_WHAT YOU NEED TO DO_
Transcribe only part of the material below: the lines from the one containing "pub fn prediction_view<P>(props: &PredictionViewProps)" through the one containing "let loading = form.is_loading();", inclusive, exactly as written.

_RECORDED INFORMATION_

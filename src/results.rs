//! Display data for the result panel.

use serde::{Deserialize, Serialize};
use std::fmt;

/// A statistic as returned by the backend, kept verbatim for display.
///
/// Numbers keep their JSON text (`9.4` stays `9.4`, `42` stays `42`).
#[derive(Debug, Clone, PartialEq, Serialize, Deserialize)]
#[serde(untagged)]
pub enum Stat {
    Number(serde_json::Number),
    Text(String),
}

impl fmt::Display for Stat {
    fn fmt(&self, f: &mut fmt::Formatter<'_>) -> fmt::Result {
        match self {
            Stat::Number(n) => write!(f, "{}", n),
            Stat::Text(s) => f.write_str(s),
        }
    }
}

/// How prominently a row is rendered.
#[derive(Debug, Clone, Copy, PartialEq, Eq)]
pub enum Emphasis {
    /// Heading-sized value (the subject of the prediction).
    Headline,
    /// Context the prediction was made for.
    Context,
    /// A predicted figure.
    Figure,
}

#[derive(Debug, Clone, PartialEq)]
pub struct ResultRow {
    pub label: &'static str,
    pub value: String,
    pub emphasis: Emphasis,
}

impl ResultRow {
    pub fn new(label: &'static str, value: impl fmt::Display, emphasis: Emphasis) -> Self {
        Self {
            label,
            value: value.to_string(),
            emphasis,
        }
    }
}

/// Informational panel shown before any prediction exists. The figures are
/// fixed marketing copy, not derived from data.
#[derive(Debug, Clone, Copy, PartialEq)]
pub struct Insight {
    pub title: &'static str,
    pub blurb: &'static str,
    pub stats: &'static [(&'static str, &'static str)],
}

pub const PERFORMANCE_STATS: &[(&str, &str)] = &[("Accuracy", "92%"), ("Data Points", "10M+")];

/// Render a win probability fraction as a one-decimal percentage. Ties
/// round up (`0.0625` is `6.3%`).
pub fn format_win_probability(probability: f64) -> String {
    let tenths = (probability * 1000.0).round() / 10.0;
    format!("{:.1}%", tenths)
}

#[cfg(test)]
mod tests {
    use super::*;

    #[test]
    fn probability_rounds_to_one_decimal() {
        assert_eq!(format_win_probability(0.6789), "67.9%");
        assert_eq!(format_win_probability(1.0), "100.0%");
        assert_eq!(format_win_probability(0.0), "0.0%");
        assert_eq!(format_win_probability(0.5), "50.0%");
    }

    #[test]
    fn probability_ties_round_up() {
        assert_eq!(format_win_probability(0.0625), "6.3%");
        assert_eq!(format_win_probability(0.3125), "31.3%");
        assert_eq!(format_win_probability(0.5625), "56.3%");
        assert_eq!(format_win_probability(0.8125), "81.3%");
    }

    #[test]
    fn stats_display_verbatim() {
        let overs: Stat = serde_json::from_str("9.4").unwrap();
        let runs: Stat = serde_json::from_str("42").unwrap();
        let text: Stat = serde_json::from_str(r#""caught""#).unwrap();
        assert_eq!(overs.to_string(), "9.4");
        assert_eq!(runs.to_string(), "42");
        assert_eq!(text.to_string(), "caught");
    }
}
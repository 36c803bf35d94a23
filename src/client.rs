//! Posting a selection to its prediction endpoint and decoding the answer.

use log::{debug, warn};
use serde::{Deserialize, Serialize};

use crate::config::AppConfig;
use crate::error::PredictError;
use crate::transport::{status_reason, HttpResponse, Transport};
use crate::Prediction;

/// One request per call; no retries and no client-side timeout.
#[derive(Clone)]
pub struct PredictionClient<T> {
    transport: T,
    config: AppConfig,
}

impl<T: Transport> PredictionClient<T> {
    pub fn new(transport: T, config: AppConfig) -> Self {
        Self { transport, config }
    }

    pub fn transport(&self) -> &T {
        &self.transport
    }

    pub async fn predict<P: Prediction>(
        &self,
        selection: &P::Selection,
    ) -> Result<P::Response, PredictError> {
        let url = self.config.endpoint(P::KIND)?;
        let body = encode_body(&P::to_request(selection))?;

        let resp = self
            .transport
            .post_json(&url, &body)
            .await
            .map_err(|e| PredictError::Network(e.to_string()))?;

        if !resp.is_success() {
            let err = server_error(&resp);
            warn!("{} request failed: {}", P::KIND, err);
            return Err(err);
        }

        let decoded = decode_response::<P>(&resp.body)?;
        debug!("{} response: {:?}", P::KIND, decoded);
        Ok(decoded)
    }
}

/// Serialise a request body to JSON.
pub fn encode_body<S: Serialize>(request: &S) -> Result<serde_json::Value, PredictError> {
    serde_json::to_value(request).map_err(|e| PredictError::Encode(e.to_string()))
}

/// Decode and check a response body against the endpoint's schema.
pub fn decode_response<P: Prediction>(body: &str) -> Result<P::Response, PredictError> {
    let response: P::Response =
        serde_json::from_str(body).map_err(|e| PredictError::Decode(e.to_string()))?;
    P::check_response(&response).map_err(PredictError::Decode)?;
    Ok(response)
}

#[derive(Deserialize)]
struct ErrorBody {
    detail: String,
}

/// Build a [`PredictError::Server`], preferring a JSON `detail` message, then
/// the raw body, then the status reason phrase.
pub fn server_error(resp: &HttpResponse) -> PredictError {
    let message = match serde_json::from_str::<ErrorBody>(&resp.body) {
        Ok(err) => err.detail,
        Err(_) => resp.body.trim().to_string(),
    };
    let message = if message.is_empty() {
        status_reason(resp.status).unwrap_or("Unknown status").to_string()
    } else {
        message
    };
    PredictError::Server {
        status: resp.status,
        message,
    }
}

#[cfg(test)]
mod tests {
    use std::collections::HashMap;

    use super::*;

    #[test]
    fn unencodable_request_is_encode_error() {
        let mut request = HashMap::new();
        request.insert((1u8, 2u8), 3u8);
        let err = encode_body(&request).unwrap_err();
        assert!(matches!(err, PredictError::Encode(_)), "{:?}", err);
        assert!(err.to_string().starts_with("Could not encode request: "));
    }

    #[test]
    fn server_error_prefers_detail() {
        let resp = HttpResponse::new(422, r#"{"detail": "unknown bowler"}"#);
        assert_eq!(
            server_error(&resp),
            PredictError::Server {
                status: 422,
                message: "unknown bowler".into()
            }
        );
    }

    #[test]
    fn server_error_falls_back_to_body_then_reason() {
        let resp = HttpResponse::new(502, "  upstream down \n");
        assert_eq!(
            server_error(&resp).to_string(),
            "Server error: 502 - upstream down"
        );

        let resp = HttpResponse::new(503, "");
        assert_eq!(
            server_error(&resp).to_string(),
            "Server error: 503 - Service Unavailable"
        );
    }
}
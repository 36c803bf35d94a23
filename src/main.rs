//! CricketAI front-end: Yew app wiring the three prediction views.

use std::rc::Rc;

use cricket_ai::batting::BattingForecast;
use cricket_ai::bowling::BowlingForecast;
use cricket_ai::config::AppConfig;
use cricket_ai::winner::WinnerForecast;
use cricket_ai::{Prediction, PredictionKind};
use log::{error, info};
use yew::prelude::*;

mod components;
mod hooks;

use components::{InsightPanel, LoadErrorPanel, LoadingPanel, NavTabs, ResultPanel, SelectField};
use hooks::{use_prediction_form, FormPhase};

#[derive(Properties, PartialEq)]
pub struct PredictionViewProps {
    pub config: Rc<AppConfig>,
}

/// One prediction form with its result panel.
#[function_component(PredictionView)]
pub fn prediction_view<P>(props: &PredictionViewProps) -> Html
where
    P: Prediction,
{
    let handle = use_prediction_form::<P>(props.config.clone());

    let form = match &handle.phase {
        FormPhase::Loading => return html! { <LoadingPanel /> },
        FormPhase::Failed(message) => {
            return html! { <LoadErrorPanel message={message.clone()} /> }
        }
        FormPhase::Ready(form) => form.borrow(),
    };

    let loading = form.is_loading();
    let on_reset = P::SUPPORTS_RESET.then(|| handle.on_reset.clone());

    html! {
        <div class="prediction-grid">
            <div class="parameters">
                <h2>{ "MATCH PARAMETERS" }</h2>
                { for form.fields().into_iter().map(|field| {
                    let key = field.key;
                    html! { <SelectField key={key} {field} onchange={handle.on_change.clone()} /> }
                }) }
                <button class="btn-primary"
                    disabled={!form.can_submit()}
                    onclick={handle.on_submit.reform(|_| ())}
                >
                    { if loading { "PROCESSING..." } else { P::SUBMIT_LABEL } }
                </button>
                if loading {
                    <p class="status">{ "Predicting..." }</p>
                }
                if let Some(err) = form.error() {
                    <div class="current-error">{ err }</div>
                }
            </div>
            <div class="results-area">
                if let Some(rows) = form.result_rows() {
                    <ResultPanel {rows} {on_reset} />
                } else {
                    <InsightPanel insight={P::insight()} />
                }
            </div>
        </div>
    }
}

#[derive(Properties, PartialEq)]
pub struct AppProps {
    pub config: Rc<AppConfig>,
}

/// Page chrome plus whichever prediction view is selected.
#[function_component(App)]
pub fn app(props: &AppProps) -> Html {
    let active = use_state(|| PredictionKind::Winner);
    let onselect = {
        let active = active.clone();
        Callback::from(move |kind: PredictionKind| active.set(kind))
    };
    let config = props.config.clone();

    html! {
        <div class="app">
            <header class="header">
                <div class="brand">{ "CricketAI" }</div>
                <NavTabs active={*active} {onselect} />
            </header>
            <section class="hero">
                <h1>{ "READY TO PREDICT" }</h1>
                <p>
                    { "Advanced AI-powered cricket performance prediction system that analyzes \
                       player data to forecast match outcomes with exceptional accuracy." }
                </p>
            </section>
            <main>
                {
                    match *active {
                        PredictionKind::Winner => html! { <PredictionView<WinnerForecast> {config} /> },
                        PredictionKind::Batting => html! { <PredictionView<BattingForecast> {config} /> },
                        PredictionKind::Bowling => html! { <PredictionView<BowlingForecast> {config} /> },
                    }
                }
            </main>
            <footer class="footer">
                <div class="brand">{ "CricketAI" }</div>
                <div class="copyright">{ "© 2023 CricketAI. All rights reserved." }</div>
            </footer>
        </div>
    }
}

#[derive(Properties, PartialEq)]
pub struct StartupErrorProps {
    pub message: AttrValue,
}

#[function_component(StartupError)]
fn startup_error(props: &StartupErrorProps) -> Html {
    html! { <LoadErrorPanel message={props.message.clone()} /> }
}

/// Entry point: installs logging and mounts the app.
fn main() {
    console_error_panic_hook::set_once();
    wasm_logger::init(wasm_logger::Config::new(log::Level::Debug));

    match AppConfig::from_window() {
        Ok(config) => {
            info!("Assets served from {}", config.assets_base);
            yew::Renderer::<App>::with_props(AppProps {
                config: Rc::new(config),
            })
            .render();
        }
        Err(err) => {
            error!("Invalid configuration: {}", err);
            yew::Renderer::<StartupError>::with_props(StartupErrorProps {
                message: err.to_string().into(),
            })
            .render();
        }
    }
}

_SOLUTION_
pub fn prediction_view<P>(props: &PredictionViewProps) -> Html
where
    P: Prediction,
{
    let handle = use_prediction_form::<P>(props.config.clone());

    let form = match &handle.phase {
        FormPhase::Loading => return html! { <LoadingPanel /> },
        FormPhase::Failed(message) => {
            return html! { <LoadErrorPanel message={message.clone()} /> }
        }
        FormPhase::Ready(form) => form.borrow(),
    };

    let loading = form.is_loading();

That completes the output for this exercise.